Aim of the exercise —
Extract, without alteration, each line from the start of the listing to the line bearing "create(Path(name): Path<String>, verified: Verified)".

Exercise material —
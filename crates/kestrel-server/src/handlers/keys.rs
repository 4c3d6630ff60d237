// Copyright (c) 2025 Geoffrey Huntley <ghuntley@ghuntley.com>. All rights reserved.
// SPDX-License-Identifier: Proprietary

//! Key API handlers.

use std::convert::Infallible;

use axum::extract::Path;
use axum::http::StatusCode;
use axum::response::Response;
use axum::Json;
use bytes::Bytes;
use kestrel_keystore::{is_valid_pattern, KeyError};
use serde::{Deserialize, Serialize};
use tokio_stream::wrappers::ReceiverStream;

use super::{b64, b64_opt, parse_json, parse_json_or_default};
use crate::auth::Verified;
use crate::error::ApiError;
use crate::ndjson;

pub async fn create(Path(name): Path<String>, verified: Verified) -> Result<StatusCode, ApiError> {
	verified.enclave.create_key(&name).await?;
	Ok(StatusCode::OK)
}

#[derive(Deserialize)]
struct ImportKeyRequest {
	#[serde(with = "b64")]
	bytes: Vec<u8>,
}

pub async fn import(
	Path(name): Path<String>,
	verified: Verified,
	body: Bytes,
) -> Result<StatusCode, ApiError> {
	let request: ImportKeyRequest = parse_json(&body)?;
	verified.enclave.import_key(&name, &request.bytes).await?;
	Ok(StatusCode::OK)
}

pub async fn delete(Path(name): Path<String>, verified: Verified) -> Result<StatusCode, ApiError> {
	verified.enclave.delete_key(&name).await?;
	Ok(StatusCode::OK)
}

#[derive(Deserialize, Default)]
struct GenerateKeyRequest {
	#[serde(default, with = "b64_opt")]
	context: Option<Vec<u8>>,
}

#[derive(Serialize)]
pub struct GenerateKeyResponse {
	#[serde(with = "b64")]
	plaintext: Vec<u8>,
	#[serde(with = "b64")]
	ciphertext: Vec<u8>,
}

pub async fn generate(
	Path(name): Path<String>,
	verified: Verified,
	body: Bytes,
) -> Result<Json<GenerateKeyResponse>, ApiError> {
	let request: GenerateKeyRequest = parse_json_or_default(&body)?;
	let data_key = verified
		.enclave
		.generate_data_key(&name, request.context.as_deref())
		.await?;
	Ok(Json(GenerateKeyResponse {
		plaintext: data_key.plaintext,
		ciphertext: data_key.ciphertext,
	}))
}

#[derive(Deserialize, Default)]
struct EncryptRequest {
	#[serde(default, with = "b64_opt")]
	plaintext: Option<Vec<u8>>,
	#[serde(default, with = "b64_opt")]
	context: Option<Vec<u8>>,
}

#[derive(Serialize)]
pub struct EncryptResponse {
	#[serde(with = "b64")]
	ciphertext: Vec<u8>,
}

pub async fn encrypt(
	Path(name): Path<String>,
	verified: Verified,
	body: Bytes,
) -> Result<Json<EncryptResponse>, ApiError> {
	let request: EncryptRequest = parse_json_or_default(&body)?;
	let ciphertext = verified
		.enclave
		.encrypt(
			&name,
			request.plaintext.as_deref().unwrap_or_default(),
			request.context.as_deref(),
		)
		.await?;
	Ok(Json(EncryptResponse { ciphertext }))
}

#[derive(Deserialize)]
struct DecryptRequest {
	#[serde(with = "b64")]
	ciphertext: Vec<u8>,
	#[serde(default, with = "b64_opt")]
	context: Option<Vec<u8>>,
}

#[derive(Serialize)]
pub struct DecryptResponse {
	#[serde(with = "b64")]
	plaintext: Vec<u8>,
}

pub async fn decrypt(
	Path(name): Path<String>,
	verified: Verified,
	body: Bytes,
) -> Result<Json<DecryptResponse>, ApiError> {
	let request: DecryptRequest = parse_json(&body)?;
	let plaintext = verified
		.enclave
		.decrypt(&name, &request.ciphertext, request.context.as_deref())
		.await?;
	Ok(Json(DecryptResponse { plaintext }))
}

#[derive(Serialize)]
struct KeyRecord {
	name: String,
}

/// Streams the names matching `pattern`, one NDJSON record per line.
///
/// The first match is pulled before the response commits, so listing
/// failures before any write surface as ordinary HTTP errors; later
/// failures fold into a trailing `{"error"}` record.
pub async fn list(Path(pattern): Path<String>, verified: Verified) -> Result<Response, ApiError> {
	if !is_valid_pattern(&pattern) {
		return Err(ApiError::Invalid("invalid pattern"));
	}
	let mut iter = verified.enclave.list_keys().await?;

	let first = loop {
		match iter.next().await {
			Some(Ok(name)) => match kestrel_auth::matches(&pattern, &name) {
				Ok(true) => break Some(name),
				Ok(false) => continue,
				Err(e) => {
					let _ = iter.close().await;
					return Err(e.into());
				}
			},
			Some(Err(e)) => {
				let _ = iter.close().await;
				return Err(KeyError::from(e).into());
			}
			None => break None,
		}
	};
	let Some(first) = first else {
		iter.close().await.map_err(KeyError::from)?;
		return Ok(ndjson::response_from_records::<KeyRecord>(&[]));
	};

	let (tx, rx) = tokio::sync::mpsc::channel::<Result<Bytes, Infallible>>(16);
	tokio::spawn(async move {
		// A failed send means the client went away; close the iterator
		// and stop.
		if tx
			.send(Ok(ndjson::line(&KeyRecord { name: first })))
			.await
			.is_err()
		{
			let _ = iter.close().await;
			return;
		}
		loop {
			match iter.next().await {
				Some(Ok(name)) => match kestrel_auth::matches(&pattern, &name) {
					Ok(true) => {
						if tx
							.send(Ok(ndjson::line(&KeyRecord { name })))
							.await
							.is_err()
						{
							break;
						}
					}
					Ok(false) => continue,
					Err(_) => {
						let _ = tx.send(Ok(ndjson::error_line("invalid pattern"))).await;
						break;
					}
				},
				Some(Err(e)) => {
					let _ = tx.send(Ok(ndjson::error_line(&e.to_string()))).await;
					break;
				}
				None => break,
			}
		}
		let _ = iter.close().await;
	});
	Ok(ndjson::response_from_stream(ReceiverStream::new(rx)))
}
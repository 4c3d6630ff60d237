// Copyright (c) 2025 Geoffrey Huntley <ghuntley@ghuntley.com>. All rights reserved.
// SPDX-License-Identifier: Proprietary

use std::sync::Arc;

use kestrel_config::QueueOverflowPolicy;
use tokio::sync::mpsc;
use tracing::warn;

use crate::event::AuditEvent;
use crate::sink::AuditSink;

/// The audit pipeline.
///
/// Requests enqueue events without blocking; one background task drains
/// the queue and fans each event out to every sink. The queue is the
/// single serialization point, so sinks observe events in completion
/// order.
pub struct AuditService {
	tx: mpsc::Sender<AuditEvent>,
	overflow_policy: QueueOverflowPolicy,
}

impl AuditService {
	pub fn new(
		queue_capacity: usize,
		overflow_policy: QueueOverflowPolicy,
		sinks: Vec<Arc<dyn AuditSink>>,
	) -> Self {
		let (tx, rx) = mpsc::channel(queue_capacity);
		tokio::spawn(Self::background_task(rx, sinks));
		Self {
			tx,
			overflow_policy,
		}
	}

	async fn background_task(mut rx: mpsc::Receiver<AuditEvent>, sinks: Vec<Arc<dyn AuditSink>>) {
		while let Some(event) = rx.recv().await {
			let event = Arc::new(event);
			for sink in &sinks {
				if let Err(e) = sink.publish(Arc::clone(&event)).await {
					warn!(sink = sink.name(), error = %e, "audit sink publish failed");
				}
			}
		}
	}

	/// Enqueues an audit event.
	///
	/// Returns `true` if the event was queued, `false` if it was dropped
	/// because the queue was full under the `drop_newest` policy.
	pub fn log(&self, event: AuditEvent) -> bool {
		match self.overflow_policy {
			QueueOverflowPolicy::Block => {
				let tx = self.tx.clone();
				tokio::spawn(async move {
					let _ = tx.send(event).await;
				});
				true
			}
			QueueOverflowPolicy::DropNewest => self.tx.try_send(event).is_ok(),
		}
	}
}
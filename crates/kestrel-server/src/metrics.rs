// Copyright (c) 2025 Geoffrey Huntley <ghuntley@ghuntley.com>. All rights reserved.
// SPDX-License-Identifier: Proprietary

//! Prometheus metrics surface.

use metrics::{describe_counter, describe_gauge, describe_histogram};
use metrics_exporter_prometheus::{BuildError, PrometheusBuilder, PrometheusHandle};

/// Installs the process-wide Prometheus recorder and returns the handle
/// `/v1/metrics` renders from. Call once, at startup.
pub fn install_recorder() -> Result<PrometheusHandle, BuildError> {
	let handle = PrometheusBuilder::new().install_recorder()?;
	describe();
	Ok(handle)
}

fn describe() {
	describe_counter!(
		"kestrel_http_request_success",
		"Requests that completed with a 2xx or 3xx status."
	);
	describe_counter!(
		"kestrel_http_request_error",
		"Requests that completed with a 4xx status."
	);
	describe_counter!(
		"kestrel_http_request_failure",
		"Requests that completed with a 5xx status."
	);
	describe_gauge!("kestrel_http_request_active", "Requests currently in flight.");
	describe_histogram!(
		"kestrel_http_response_latency_seconds",
		"Response latency in seconds."
	);
}
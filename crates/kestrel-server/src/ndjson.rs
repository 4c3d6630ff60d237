// Copyright (c) 2025 Geoffrey Huntley <ghuntley@ghuntley.com>. All rights reserved.
// SPDX-License-Identifier: Proprietary

//! Newline-delimited JSON responses for list endpoints.
//!
//! One record per line. A failure after the first record was written is
//! folded in-band as a trailing `{"error": "..."}` record; before the
//! first write the caller returns an ordinary HTTP error instead.

use axum::body::Body;
use axum::http::{header, HeaderValue, StatusCode};
use axum::response::Response;
use bytes::Bytes;
use serde::Serialize;

pub const CONTENT_TYPE: &str = "application/x-ndjson";

/// Serializes one record to its NDJSON line.
pub fn line<T: Serialize>(record: &T) -> Bytes {
	match serde_json::to_string(record) {
		Ok(json) => Bytes::from(format!("{json}\n")),
		// Serialization of our own record types cannot fail; fold the
		// failure in-band if it ever does.
		Err(e) => error_line(&e.to_string()),
	}
}

/// The in-band trailing error record.
pub fn error_line(message: &str) -> Bytes {
	#[derive(Serialize)]
	struct ErrorRecord<'a> {
		error: &'a str,
	}
	let json = serde_json::to_string(&ErrorRecord { error: message })
		.unwrap_or_else(|_| r#"{"error":"error"}"#.to_string());
	Bytes::from(format!("{json}\n"))
}

/// A complete NDJSON response from pre-collected records. An empty list
/// is a 200 with an empty body and no content type, matching the wire
/// behavior of the streaming path.
pub fn response_from_records<T: Serialize>(records: &[T]) -> Response {
	if records.is_empty() {
		return Response::new(Body::empty());
	}
	let mut body = Vec::new();
	for record in records {
		body.extend_from_slice(&line(record));
	}
	streaming_headers(Response::new(Body::from(body)))
}

/// A streaming NDJSON response.
pub fn response_from_stream<S>(stream: S) -> Response
where
	S: futures::Stream<Item = Result<Bytes, std::convert::Infallible>> + Send + 'static,
{
	streaming_headers(Response::new(Body::from_stream(stream)))
}

fn streaming_headers(mut response: Response) -> Response {
	*response.status_mut() = StatusCode::OK;
	response
		.headers_mut()
		.insert(header::CONTENT_TYPE, HeaderValue::from_static(CONTENT_TYPE));
	response
}

#[cfg(test)]
mod tests {
	use super::*;

	#[derive(Serialize)]
	struct Record {
		name: &'static str,
	}

	#[test]
	fn lines_are_terminated() {
		assert_eq!(line(&Record { name: "k" }), Bytes::from("{\"name\":\"k\"}\n"));
		assert_eq!(
			error_line("store unreachable"),
			Bytes::from("{\"error\":\"store unreachable\"}\n")
		);
	}

	#[test]
	fn empty_listing_has_no_content_type() {
		let response = response_from_records::<Record>(&[]);
		assert_eq!(response.status(), StatusCode::OK);
		assert!(response.headers().get(header::CONTENT_TYPE).is_none());
	}

	#[test]
	fn populated_listing_is_ndjson() {
		let response = response_from_records(&[Record { name: "a" }, Record { name: "b" }]);
		assert_eq!(
			response.headers().get(header::CONTENT_TYPE).unwrap(),
			CONTENT_TYPE
		);
	}
}
// Copyright (c) 2025 Geoffrey Huntley <ghuntley@ghuntley.com>. All rights reserved.
// SPDX-License-Identifier: Proprietary

//! Policy and identity sets.
//!
//! Both sets allow concurrent readers and exclusive writers; a mutation
//! publishes atomically from a reader's perspective. Identity→policy is a
//! name lookup, never an owning reference: deleting a policy leaves
//! assigned identities pointing at a name that resolves to nothing, and
//! requests by those identities fail closed.

use std::collections::HashMap;

use async_trait::async_trait;
use chrono::{DateTime, Utc};
use serde::{Deserialize, Serialize};
use tokio::sync::RwLock;

use crate::error::AclError;
use crate::identity::{Identity, IdentityInfo};
use crate::policy::Policy;

/// A stored policy with its metadata.
#[derive(Debug, Clone, PartialEq, Eq, Serialize, Deserialize)]
pub struct PolicyInfo {
	pub policy: Policy,
	pub created_at: DateTime<Utc>,
	pub created_by: Identity,
}

/// Mapping from policy name to policy.
#[async_trait]
pub trait PolicySet: Send + Sync {
	/// Creates or replaces the named policy.
	async fn set(&self, name: &str, policy: Policy, created_by: Identity)
		-> Result<(), AclError>;

	async fn get(&self, name: &str) -> Result<PolicyInfo, AclError>;

	/// Removes the named policy. Removing a missing policy succeeds;
	/// identities assigned to it keep their dangling reference.
	async fn delete(&self, name: &str) -> Result<(), AclError>;

	/// Snapshot of all policies.
	async fn list(&self) -> Result<Vec<(String, PolicyInfo)>, AclError>;
}

/// Mapping from identity to its assignment.
#[async_trait]
pub trait IdentitySet: Send + Sync {
	/// Assigns or reassigns an identity.
	///
	/// Assigning an unknown policy name is permitted (forward reference).
	/// Assigning a second admin fails with [`AclError::AdminExists`].
	async fn assign(&self, identity: Identity, info: IdentityInfo) -> Result<(), AclError>;

	async fn get(&self, identity: &Identity) -> Result<IdentityInfo, AclError>;

	/// Removes an identity. The admin identity cannot be removed.
	async fn delete(&self, identity: &Identity) -> Result<(), AclError>;

	/// Snapshot of all identities.
	async fn list(&self) -> Result<Vec<(Identity, IdentityInfo)>, AclError>;
}

/// In-memory [`PolicySet`].
#[derive(Default)]
pub struct MemPolicySet {
	policies: RwLock<HashMap<String, PolicyInfo>>,
}

impl MemPolicySet {
	pub fn new() -> Self {
		Self::default()
	}
}

#[async_trait]
impl PolicySet for MemPolicySet {
	async fn set(
		&self,
		name: &str,
		policy: Policy,
		created_by: Identity,
	) -> Result<(), AclError> {
		let info = PolicyInfo {
			policy,
			created_at: Utc::now(),
			created_by,
		};
		self.policies.write().await.insert(name.to_string(), info);
		Ok(())
	}

	async fn get(&self, name: &str) -> Result<PolicyInfo, AclError> {
		self.policies
			.read()
			.await
			.get(name)
			.cloned()
			.ok_or(AclError::PolicyNotFound)
	}

	async fn delete(&self, name: &str) -> Result<(), AclError> {
		self.policies.write().await.remove(name);
		Ok(())
	}

	async fn list(&self) -> Result<Vec<(String, PolicyInfo)>, AclError> {
		Ok(self
			.policies
			.read()
			.await
			.iter()
			.map(|(name, info)| (name.clone(), info.clone()))
			.collect())
	}
}

/// In-memory [`IdentitySet`].
#[derive(Default)]
pub struct MemIdentitySet {
	identities: RwLock<HashMap<Identity, IdentityInfo>>,
}

impl MemIdentitySet {
	pub fn new() -> Self {
		Self::default()
	}
}

#[async_trait]
impl IdentitySet for MemIdentitySet {
	async fn assign(&self, identity: Identity, info: IdentityInfo) -> Result<(), AclError> {
		let mut identities = self.identities.write().await;
		if info.is_admin
			&& identities
				.iter()
				.any(|(id, existing)| existing.is_admin && *id != identity)
		{
			return Err(AclError::AdminExists);
		}
		identities.insert(identity, info);
		Ok(())
	}

	async fn get(&self, identity: &Identity) -> Result<IdentityInfo, AclError> {
		self.identities
			.read()
			.await
			.get(identity)
			.cloned()
			.ok_or(AclError::IdentityNotFound)
	}

	async fn delete(&self, identity: &Identity) -> Result<(), AclError> {
		let mut identities = self.identities.write().await;
		if identities.get(identity).is_some_and(|info| info.is_admin) {
			return Err(AclError::AdminProtected);
		}
		identities.remove(identity);
		Ok(())
	}

	async fn list(&self) -> Result<Vec<(Identity, IdentityInfo)>, AclError> {
		Ok(self
			.identities
			.read()
			.await
			.iter()
			.map(|(id, info)| (id.clone(), info.clone()))
			.collect())
	}
}

#[cfg(test)]
mod tests {
	use super::*;

	fn info(policy: &str, is_admin: bool) -> IdentityInfo {
		IdentityInfo {
			policy: policy.to_string(),
			is_admin,
			created_at: Utc::now(),
			created_by: Identity::new("creator"),
		}
	}

	#[tokio::test]
	async fn policy_set_round_trip() {
		let set = MemPolicySet::new();
		let policy = Policy::new(vec!["/version".to_string()], vec![]);
		set.set("ops", policy.clone(), Identity::new("admin"))
			.await
			.unwrap();
		assert_eq!(set.get("ops").await.unwrap().policy, policy);
	}

	#[tokio::test]
	async fn policy_delete_is_idempotent() {
		let set = MemPolicySet::new();
		set.set("ops", Policy::default(), Identity::new("admin"))
			.await
			.unwrap();
		set.delete("ops").await.unwrap();
		set.delete("ops").await.unwrap();
		assert_eq!(set.get("ops").await, Err(AclError::PolicyNotFound));
	}

	#[tokio::test]
	async fn forward_policy_references_are_permitted() {
		let set = MemIdentitySet::new();
		set.assign(Identity::new("a"), info("not-yet-created", false))
			.await
			.unwrap();
		assert_eq!(
			set.get(&Identity::new("a")).await.unwrap().policy,
			"not-yet-created"
		);
	}

	#[tokio::test]
	async fn at_most_one_admin() {
		let set = MemIdentitySet::new();
		set.assign(Identity::new("a"), info("ops", true)).await.unwrap();
		assert_eq!(
			set.assign(Identity::new("b"), info("ops", true)).await,
			Err(AclError::AdminExists)
		);
		// Reassigning the same admin is fine.
		set.assign(Identity::new("a"), info("other", true))
			.await
			.unwrap();
	}

	#[tokio::test]
	async fn admin_cannot_be_deleted() {
		let set = MemIdentitySet::new();
		set.assign(Identity::new("a"), info("ops", true)).await.unwrap();
		assert_eq!(
			set.delete(&Identity::new("a")).await,
			Err(AclError::AdminProtected)
		);

		set.assign(Identity::new("b"), info("ops", false))
			.await
			.unwrap();
		set.delete(&Identity::new("b")).await.unwrap();
		set.delete(&Identity::new("b")).await.unwrap();
	}
}
// Copyright (c) 2025 Geoffrey Huntley <ghuntley@ghuntley.com>. All rights reserved.
// SPDX-License-Identifier: Proprietary

//! Cryptographic primitives for the Kestrel key-management service.
//!
//! This crate owns the two things every other crate builds on:
//!
//! - [`SecretKey`] — a 256-bit master key, generated from the OS CSPRNG,
//!   zeroized on drop and never printed.
//! - The envelope codec — [`SecretKey::seal`] / [`SecretKey::open`]
//!   produce and consume self-describing AEAD envelopes that bind an
//!   optional context (associated data) into the ciphertext.
//!
//! The AEAD algorithm is chosen once per process: AES-256-GCM when the CPU
//! has hardware AES support or FIPS mode is enabled, ChaCha20-Poly1305
//! otherwise. Both are always accepted when opening, except that FIPS mode
//! rejects ChaCha20-Poly1305 envelopes.

pub mod envelope;
pub mod error;
pub mod secret_key;

pub use envelope::{Aead, Envelope, MAX_CONTEXT_SIZE};
pub use error::CryptoError;
pub use secret_key::SecretKey;

use std::sync::atomic::{AtomicBool, Ordering};

static FIPS_MODE: AtomicBool = AtomicBool::new(false);

/// Enables or disables FIPS mode for the whole process.
///
/// Must be called before any key is sealed; flipping it mid-flight only
/// affects envelopes sealed afterwards.
pub fn set_fips_mode(enabled: bool) {
	FIPS_MODE.store(enabled, Ordering::Relaxed);
}

/// Whether FIPS mode is enabled.
pub fn fips_mode() -> bool {
	FIPS_MODE.load(Ordering::Relaxed)
}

Written response —
filename crates/kestrel-server/src/handlers/keys.rs
repository 4c3d6630ff60d237
// Copyright (c) 2025 Geoffrey Huntley <ghuntley@ghuntley.com>. All rights reserved.
// SPDX-License-Identifier: Proprietary

//! Key API handlers.

use std::convert::Infallible;

use axum::extract::Path;
use axum::http::StatusCode;
use axum::response::Response;
use axum::Json;
use bytes::Bytes;
use kestrel_keystore::{is_valid_pattern, KeyError};
use serde::{Deserialize, Serialize};
use tokio_stream::wrappers::ReceiverStream;

use super::{b64, b64_opt, parse_json, parse_json_or_default};
use crate::auth::Verified;
use crate::error::ApiError;
use crate::ndjson;

pub async fn create(Path(name): Path<String>, verified: Verified) -> Result<StatusCode, ApiError> {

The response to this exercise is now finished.